The facts common to all counts are set forth in paragraphs 6 through 24 of the Complaint. In relevant part, Tri-C alleges that it entered into two contracts with Bluegrass Steel in April 2007 in connection with certain Wal-Mart construction projects located in Pennsylvania and Indiana. It claims that proposed written contracts were forwarded to Bluegrass Steel in advance of the projects and that these form documents had been used by the parties in conjunction with earlier projects. However, Bluegrass Steel failed to execute and return the documents for either the Pennsylvania or Indiana projects. Notwithstanding this fact, it appears that the parties proceeded as if agreements had been reached. According to Tri-C, the Defendants were "accustomed . . . to working under the standard Tri-C subcontract and . . . [were] familiar with all of the subcontract's terms." [See Complaint, ¶ 10.]

Bluegrass Steel allegedly commenced work on both projects in April 2007. However, Tri-C contends that, on or about May 14, 2007, Wal-Mart learned that Bluegrass Steel was using illegal aliens to perform work as subcontractors on the projects. As a result, it terminated the Indiana, Pennsylvania, and a third construction contract with Tri-C. Thereafter, Tri-C terminated its subcontracts with the Defendants and filed the present action.

Suit was commenced on June 13, 2007. Tri-C states that it served both Defendants with Summons and a copy of the Complaint on June 22, 2007. [Record No. 6] Additionally, it corresponded with Christopher Skatell, the Defendants' out-of-state attorney, concerning the deadline for responding to its Complaint.1 However, after the Defendants failed to file a response within the time provided by the Federal Rules of Civil Procedure, Tri-C moved the Court to enter a default judgment against both Defendants. This initial motion was filed August 27, 2007. [Record No. 6] However, because the Plaintiff did not first obtain entry of default, the motion was denied. [Record No. 7]
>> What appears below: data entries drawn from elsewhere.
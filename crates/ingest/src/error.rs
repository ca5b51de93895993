//! Errors produced at the acquisition boundary.
//!
//! Every variant is terminal for the request that raised it. Nothing here is
//! retried by the fingerprinting core.
//!
//! | Error | Meaning |
//! |-------|---------|
//! | [`ToolMissing`](AcquisitionError::ToolMissing) | yt-dlp is not installed |
//! | [`Failed`](AcquisitionError::Failed) | yt-dlp ran and reported failure |
//! | [`TimedOut`](AcquisitionError::TimedOut) | the download exceeded its budget |
//! | [`FileMissing`](AcquisitionError::FileMissing) | yt-dlp succeeded but left no file |
//! | [`Io`](AcquisitionError::Io) | local filesystem or process I/O failed |
use thiserror::Error;

#[derive(Debug, Error, Clone, PartialEq, Eq)]
pub enum AcquisitionError {
    #[error("{tool} not found in PATH")]
    ToolMissing { tool: String },

    #[error("download of {url} failed: {message}")]
    Failed { url: String, message: String },

    #[error("download of {url} timed out after {secs}s")]
    TimedOut { url: String, secs: u64 },

    #[error("download of {url} produced no file")]
    FileMissing { url: String },

    #[error("io error: {0}")]
    Io(String),

    #[error("invalid ingest config: {0}")]
    InvalidConfig(String),
}

impl From<std::io::Error> for AcquisitionError {
    fn from(e: std::io::Error) -> Self {
        AcquisitionError::Io(e.to_string())
    }
}
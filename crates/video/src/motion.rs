//! Inter-frame motion measurement.

use image::GrayImage;

/// Mean absolute difference between two grayscale frames, scaled to `[0, 1]`.
///
/// Returns `None` when the frames differ in size and cannot be compared.
pub fn mean_abs_diff(a: &GrayImage, b: &GrayImage) -> Option<f32> {
    if a.dimensions() != b.dimensions() || a.as_raw().is_empty() {
        return None;
    }
    let total: u64 = a
        .as_raw()
        .iter()
        .zip(b.as_raw())
        .map(|(&x, &y)| x.abs_diff(y) as u64)
        .sum();
    let mean = total as f64 / a.as_raw().len() as f64;
    Some((mean / 255.0) as f32)
}

/// Density histogram of motion samples over `[0, 1]` with `bins` equal bins.
///
/// Heights are `count / (n * bin_width)`, so `Σ height * bin_width ≈ 1`.
/// Samples are clamped into range; `1.0` lands in the last bin. With no
/// samples all mass goes to bin 0 as a plain `1.0`.
pub fn motion_histogram(samples: &[f32], bins: usize) -> Vec<f32> {
    let mut hist = vec![0f32; bins];
    if bins == 0 {
        return hist;
    }
    if samples.is_empty() {
        hist[0] = 1.0;
        return hist;
    }
    for &s in samples {
        let v = s.clamp(0.0, 1.0);
        let bin = ((v * bins as f32) as usize).min(bins - 1);
        hist[bin] += 1.0;
    }
    let bin_width = 1.0 / bins as f32;
    let scale = samples.len() as f32 * bin_width;
    for h in hist.iter_mut() {
        *h /= scale;
    }
    hist
}

#[cfg(test)]
mod tests {
    use super::*;
    use image::Luma;

    #[test]
    fn identical_frames_have_no_motion() {
        let a = GrayImage::from_pixel(8, 8, Luma([77]));
        assert_eq!(mean_abs_diff(&a, &a), Some(0.0));
    }

    #[test]
    fn black_to_white_is_full_motion() {
        let a = GrayImage::from_pixel(8, 8, Luma([0]));
        let b = GrayImage::from_pixel(8, 8, Luma([255]));
        let d = mean_abs_diff(&a, &b).unwrap();
        assert!((d - 1.0).abs() < 1e-6);
    }

    #[test]
    fn mismatched_sizes_are_skipped() {
        let a = GrayImage::new(8, 8);
        let b = GrayImage::new(8, 9);
        assert_eq!(mean_abs_diff(&a, &b), None);
    }

    #[test]
    fn empty_samples_fall_back_to_first_bin() {
        let h = motion_histogram(&[], 16);
        assert_eq!(h[0], 1.0);
        assert!(h[1..].iter().all(|&v| v == 0.0));
    }

    #[test]
    fn density_integrates_to_one() {
        let samples = [0.0, 0.01, 0.2, 0.5, 0.51, 0.99, 1.0, 1.5];
        let h = motion_histogram(&samples, 16);
        let area: f32 = h.iter().map(|v| v / 16.0).sum();
        assert!((area - 1.0).abs() < 1e-5);
    }

    #[test]
    fn upper_edge_lands_in_last_bin() {
        let h = motion_histogram(&[1.0], 4);
        assert!(h[3] > 0.0);
        assert!(h[..3].iter().all(|&v| v == 0.0));
    }
}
On August 30, 2007, Tri-C sought and subsequently obtained entry of default against both Defendants. [Record Nos. 8 and 9] Thereafter, the Court entered a default judgment on September 18, 2007. [Record No. 11] Since damages could not be determined from the pleadings, a hearing was scheduled for October 2, 2007, to allow Tri-C to present evidence concerning its damage claims. As a result, the September 18, 2007, default judgment remained an interlocutory, non-appealable order.
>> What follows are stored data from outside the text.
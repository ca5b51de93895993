use axum::extract::Request;
use axum::http::HeaderValue;
use axum::middleware::Next;
use axum::response::Response;

/// Request id carried through extensions and echoed in `x-request-id`.
#[derive(Debug, Clone)]
pub struct RequestId(pub String);

/// Request ID injection middleware
pub async fn request_id(mut request: Request, next: Next) -> Response {
    let request_id = request
        .headers()
        .get("x-request-id")
        .and_then(|v| v.to_str().ok())
        .filter(|s| !s.is_empty())
        .map(|s| s.to_string())
        .unwrap_or_else(|| uuid::Uuid::new_v4().to_string());

    request
        .extensions_mut()
        .insert(RequestId(request_id.clone()));

    let mut response = next.run(request).await;

    if let Ok(value) = HeaderValue::from_str(&request_id) {
        response.headers_mut().insert("x-request-id", value);
    }

    response
}

/// Logging middleware
pub async fn log_requests(request: Request, next: Next) -> Response {
    let method = request.method().clone();
    let uri = request.uri().clone();
    let start = std::time::Instant::now();

    let request_id = request
        .extensions()
        .get::<RequestId>()
        .map(|id| id.0.clone())
        .unwrap_or_default();

    tracing::info!(
        method = %method,
        uri = %uri,
        request_id = %request_id,
        "Request started"
    );

    let response = next.run(request).await;
    let duration = start.elapsed();
    let status = response.status();

    tracing::info!(
        method = %method,
        uri = %uri,
        status = %status,
        duration_ms = %duration.as_millis(),
        request_id = %request_id,
        "Request completed"
    );

    response
}
use perceptual::FeatureConfig;
use serde::{Deserialize, Serialize};

use crate::error::VideoError;

/// Configuration for video-level aggregation.
#[derive(Debug, Clone, Serialize, Deserialize, PartialEq)]
#[serde(default)]
pub struct VideoConfig {
    /// Number of frames sampled per video.
    pub frame_samples: usize,
    /// Bin count of the motion histogram over `[0, 1]`.
    pub motion_bins: usize,
    /// Scalar applied to the mean per-frame feature before concatenation.
    pub visual_weight: f32,
    /// Scalar applied to the motion histogram before concatenation.
    pub motion_weight: f32,
    /// Per-frame feature configuration.
    pub features: FeatureConfig,
}

impl Default for VideoConfig {
    fn default() -> Self {
        Self {
            frame_samples: 64,
            motion_bins: 16,
            visual_weight: 1.0,
            motion_weight: 0.6,
            features: FeatureConfig::default(),
        }
    }
}

impl VideoConfig {
    pub fn with_frame_samples(mut self, frame_samples: usize) -> Self {
        self.frame_samples = frame_samples;
        self
    }

    pub fn with_motion_bins(mut self, motion_bins: usize) -> Self {
        self.motion_bins = motion_bins;
        self
    }

    pub fn with_weights(mut self, visual: f32, motion: f32) -> Self {
        self.visual_weight = visual;
        self.motion_weight = motion;
        self
    }

    pub fn with_features(mut self, features: FeatureConfig) -> Self {
        self.features = features;
        self
    }

    /// Length of every fingerprint produced with this configuration.
    pub fn fingerprint_len(&self) -> usize {
        self.features.feature_len() + self.motion_bins
    }

    pub fn validate(&self) -> Result<(), VideoError> {
        if self.frame_samples == 0 {
            return Err(VideoError::InvalidConfig(
                "frame_samples must be at least 1".into(),
            ));
        }
        if self.motion_bins == 0 {
            return Err(VideoError::InvalidConfig(
                "motion_bins must be at least 1".into(),
            ));
        }
        for (name, w) in [
            ("visual_weight", self.visual_weight),
            ("motion_weight", self.motion_weight),
        ] {
            if !w.is_finite() || w < 0.0 {
                return Err(VideoError::InvalidConfig(format!(
                    "{name} must be a finite non-negative number (got {w})"
                )));
            }
        }
        self.features.validate()?;
        Ok(())
    }
}

#[cfg(test)]
mod tests {
    use super::*;

    #[test]
    fn reference_fingerprint_is_736() {
        assert_eq!(VideoConfig::default().fingerprint_len(), 736);
    }

    #[test]
    fn rejects_zero_bins() {
        let cfg = VideoConfig::default().with_motion_bins(0);
        assert!(matches!(cfg.validate(), Err(VideoError::InvalidConfig(_))));
    }

    #[test]
    fn rejects_negative_weight() {
        let cfg = VideoConfig::default().with_weights(1.0, -0.1);
        assert!(cfg.validate().is_err());
    }

    #[test]
    fn surfaces_feature_errors() {
        let cfg = VideoConfig::default()
            .with_features(FeatureConfig::default().with_hash_size(1));
        assert!(matches!(cfg.validate(), Err(VideoError::Perceptual(_))));
    }
}
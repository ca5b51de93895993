//! The two collaborators the pipeline drives: something that turns a URL into
//! a local file, and something that turns a local file into fingerprints.

use std::path::Path;

use async_trait::async_trait;
use ingest::{AcquiredVideo, AcquisitionError, YtDlpFetcher};
use video::{
    FfmpegDecoder, VideoAnalysis, VideoConfig, VideoDecoder, VideoError, VideoFingerprinter,
};

/// Fetches a remote video into a local, decodable file.
///
/// Implementations apply their own timeouts and return a definite result.
#[async_trait]
pub trait Acquirer: Send + Sync {
    async fn acquire(&self, url: &str) -> Result<AcquiredVideo, AcquisitionError>;
}

#[async_trait]
impl Acquirer for YtDlpFetcher {
    async fn acquire(&self, url: &str) -> Result<AcquiredVideo, AcquisitionError> {
        self.fetch(url).await
    }
}

/// Fingerprints local video files. Calls are synchronous and CPU-bound.
pub trait VideoAnalyzer: Send + Sync {
    /// Length of every fingerprint this analyzer produces.
    fn fingerprint_len(&self) -> usize;

    fn fingerprint(&self, path: &Path) -> Result<Vec<f32>, VideoError>;

    fn frame_hashes(&self, path: &Path) -> Result<Vec<u64>, VideoError>;

    /// Fingerprint and frame hashes of the same file.
    fn analyze(&self, path: &Path) -> Result<VideoAnalysis, VideoError>;
}

/// [`VideoAnalyzer`] that opens files with a [`VideoDecoder`] and runs a
/// [`VideoFingerprinter`] over them.
pub struct DecodingAnalyzer {
    decoder: Box<dyn VideoDecoder>,
    fingerprinter: VideoFingerprinter,
}

impl DecodingAnalyzer {
    pub fn new<D>(decoder: D, cfg: VideoConfig) -> Result<Self, VideoError>
    where
        D: VideoDecoder + 'static,
    {
        Ok(Self {
            decoder: Box::new(decoder),
            fingerprinter: VideoFingerprinter::new(cfg)?,
        })
    }

    /// Decode with the `ffmpeg`/`ffprobe` binaries found on `PATH`.
    pub fn ffmpeg(cfg: VideoConfig) -> Result<Self, VideoError> {
        Self::new(FfmpegDecoder::from_path()?, cfg)
    }

    pub fn config(&self) -> &VideoConfig {
        self.fingerprinter.config()
    }
}

impl VideoAnalyzer for DecodingAnalyzer {
    fn fingerprint_len(&self) -> usize {
        self.fingerprinter.fingerprint_len()
    }

    fn fingerprint(&self, path: &Path) -> Result<Vec<f32>, VideoError> {
        let mut source = self.decoder.open(path)?;
        self.fingerprinter.fingerprint(source.as_mut())
    }

    fn frame_hashes(&self, path: &Path) -> Result<Vec<u64>, VideoError> {
        let mut source = self.decoder.open(path)?;
        self.fingerprinter.frame_hashes(source.as_mut())
    }

    fn analyze(&self, path: &Path) -> Result<VideoAnalysis, VideoError> {
        let mut source = self.decoder.open(path)?;
        self.fingerprinter.analyze(source.as_mut())
    }
}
On October 1, 2007, Defendants Bluegrass Steel and Napier moved the Court to set aside the default judgment pursuant to Rules 55(c) and 60(b) of the Federal Rules of Civil Procedure. [Record Nos. 12 and 14] In support of these motions, the Defendants asserted that their failure to respond to the Complaint was the result of excusable neglect in that they believed local counsel had been retained. They further assert that the Plaintiff would not suffer any prejudice if their motions are granted. Counsel for all parties appeared at the hearing scheduled on October 2, 2007. However, due to the recently-filed motions to set aside the default judgment, the Court continued the damages hearing to allow the issues to be fully briefed. The matter is now ripe for resolution.

II. Legal Analysis

Rule 55(c) of the Federal Rules of Civil Procedure provides that entry of default may be set aside "for good cause shown." Conversely, Rule 60 allows the Court to provide relief from final judgments and orders. That rule provides that, "the court may relieve a party . . . from a final judgment, order, or proceeding for the following reasons: (1) mistake, inadvertence, surprise, or excusable neglect . . . ." Rule 60(b), Fed. R. Civ. P. The parties appear to agree that a more stringent standard is imposed under Rule 60(b) that Rule 55(c).
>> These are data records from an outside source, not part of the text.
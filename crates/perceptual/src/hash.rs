//! Perceptual hash primitives.
//!
//! Three hash variants are computed with `image_hasher`, each producing a
//! `hash_size × hash_size` boolean matrix in row-major order:
//!
//! - pHash: DCT preprocessing, low-frequency block compared to its median.
//! - dHash: each pixel compared to its horizontal neighbour.
//! - aHash: each pixel compared to the mean.
//!
//! ## Bit order
//!
//! [`pack_bits`] is the only place a bit matrix becomes an integer. The first
//! bit of the row-major matrix lands in the most significant position, so a
//! full 8×8 hash puts cell `(0, 0)` in bit 63 and cell `(7, 7)` in bit 0.
//! Hamming distances are only meaningful between hashes packed this way.

use std::fmt;

use image::{DynamicImage, GrayImage};
use image_hasher::{HashAlg, Hasher, HasherConfig, ImageHash};

/// Pack a row-major bit matrix into an integer, most significant bit first.
///
/// At most 64 bits are consumed. With fewer than 64 bits the first bit sits at
/// position `bits.len() - 1`.
pub fn pack_bits(bits: &[bool]) -> u64 {
    bits.iter()
        .take(64)
        .fold(0u64, |acc, &bit| (acc << 1) | u64::from(bit))
}

/// Number of differing bits between two packed hashes.
#[inline]
pub fn hamming(a: u64, b: u64) -> u32 {
    (a ^ b).count_ones()
}

/// The three hashers of one hash size, built once and reused for every frame.
pub struct FrameHashers {
    hash_size: u32,
    phash: Hasher,
    dhash: Hasher,
    ahash: Hasher,
}

impl fmt::Debug for FrameHashers {
    fn fmt(&self, f: &mut fmt::Formatter<'_>) -> fmt::Result {
        f.debug_struct("FrameHashers")
            .field("hash_size", &self.hash_size)
            .finish()
    }
}

impl FrameHashers {
    /// `hash_size` must already be validated (see `FeatureConfig::validate`).
    pub fn new(hash_size: u32) -> Self {
        let base = || HasherConfig::new().hash_size(hash_size, hash_size);
        Self {
            hash_size,
            phash: base().hash_alg(HashAlg::Median).preproc_dct().to_hasher(),
            dhash: base().hash_alg(HashAlg::Gradient).to_hasher(),
            ahash: base().hash_alg(HashAlg::Mean).to_hasher(),
        }
    }

    pub fn hash_size(&self) -> u32 {
        self.hash_size
    }

    /// Frequency-domain hash bits of a grayscale frame.
    pub fn phash_bits(&self, gray: &GrayImage) -> Vec<bool> {
        self.bits(&self.phash, gray)
    }

    /// Gradient hash bits.
    pub fn dhash_bits(&self, gray: &GrayImage) -> Vec<bool> {
        self.bits(&self.dhash, gray)
    }

    /// Average hash bits.
    pub fn ahash_bits(&self, gray: &GrayImage) -> Vec<bool> {
        self.bits(&self.ahash, gray)
    }

    /// Packed frequency-domain hash; the value used by the precise pass.
    pub fn phash(&self, gray: &GrayImage) -> u64 {
        pack_bits(&self.phash_bits(gray))
    }

    fn bits(&self, hasher: &Hasher, gray: &GrayImage) -> Vec<bool> {
        let hash = hasher.hash_image(&DynamicImage::ImageLuma8(gray.clone()));
        unpack(&hash, (self.hash_size * self.hash_size) as usize)
    }
}

/// Hash bits in generation order. `image_hasher` stores bit `i` as bit
/// `i % 8` of byte `i / 8`; trailing padding bits are dropped.
fn unpack(hash: &ImageHash, len: usize) -> Vec<bool> {
    hash.as_bytes()
        .iter()
        .flat_map(|&byte| (0..8).map(move |i| byte & (1 << i) != 0))
        .take(len)
        .collect()
}
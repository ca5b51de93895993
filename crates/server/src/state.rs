use crate::config::ServerConfig;
use crate::error::{ServerError, ServerResult};
use std::sync::Arc;
use vofp::{BackendConfig, OriginalityPipeline, VofpConfig};

/// Shared application state
#[derive(Clone)]
pub struct ServerState {
    /// Server configuration
    pub config: Arc<ServerConfig>,

    /// Decision pipeline (shared across requests)
    pub pipeline: Arc<OriginalityPipeline>,
}

impl ServerState {
    /// Build the production pipeline described by `config`.
    pub fn new(config: ServerConfig) -> ServerResult<Self> {
        let pipeline_cfg = match &config.pipeline_config {
            Some(path) => VofpConfig::from_file(path)
                .map_err(|e| ServerError::Config(format!("{path}: {e}")))?,
            None => VofpConfig::default(),
        };
        let backend = match &config.db_path {
            Some(path) => BackendConfig::redb(path.clone()),
            None => pipeline_cfg.index.backend_config(),
        };
        let pipeline = OriginalityPipeline::from_config_with_backend(&pipeline_cfg, &backend)?;
        Ok(Self::with_pipeline(config, pipeline))
    }

    /// Wrap an already assembled pipeline.
    pub fn with_pipeline(config: ServerConfig, pipeline: OriginalityPipeline) -> Self {
        Self {
            config: Arc::new(config),
            pipeline: Arc::new(pipeline),
        }
    }
}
In opposing the Defendants' motions, Tri-C argues that: (1) the more stringent standard applicable to Rule 60(b) should be applied to the Defendants' motions; (2) the Defendants' conduct does not qualify as "excusable neglect"; (3) the Defendants have not established a meritorious defense entitling them to the relief sought; and (4) it has been significantly prejudiced by the Defendants' actions. However, after considering these issues, the Court finds the Plaintiff's objection to the Defendants' motion to be misplaced.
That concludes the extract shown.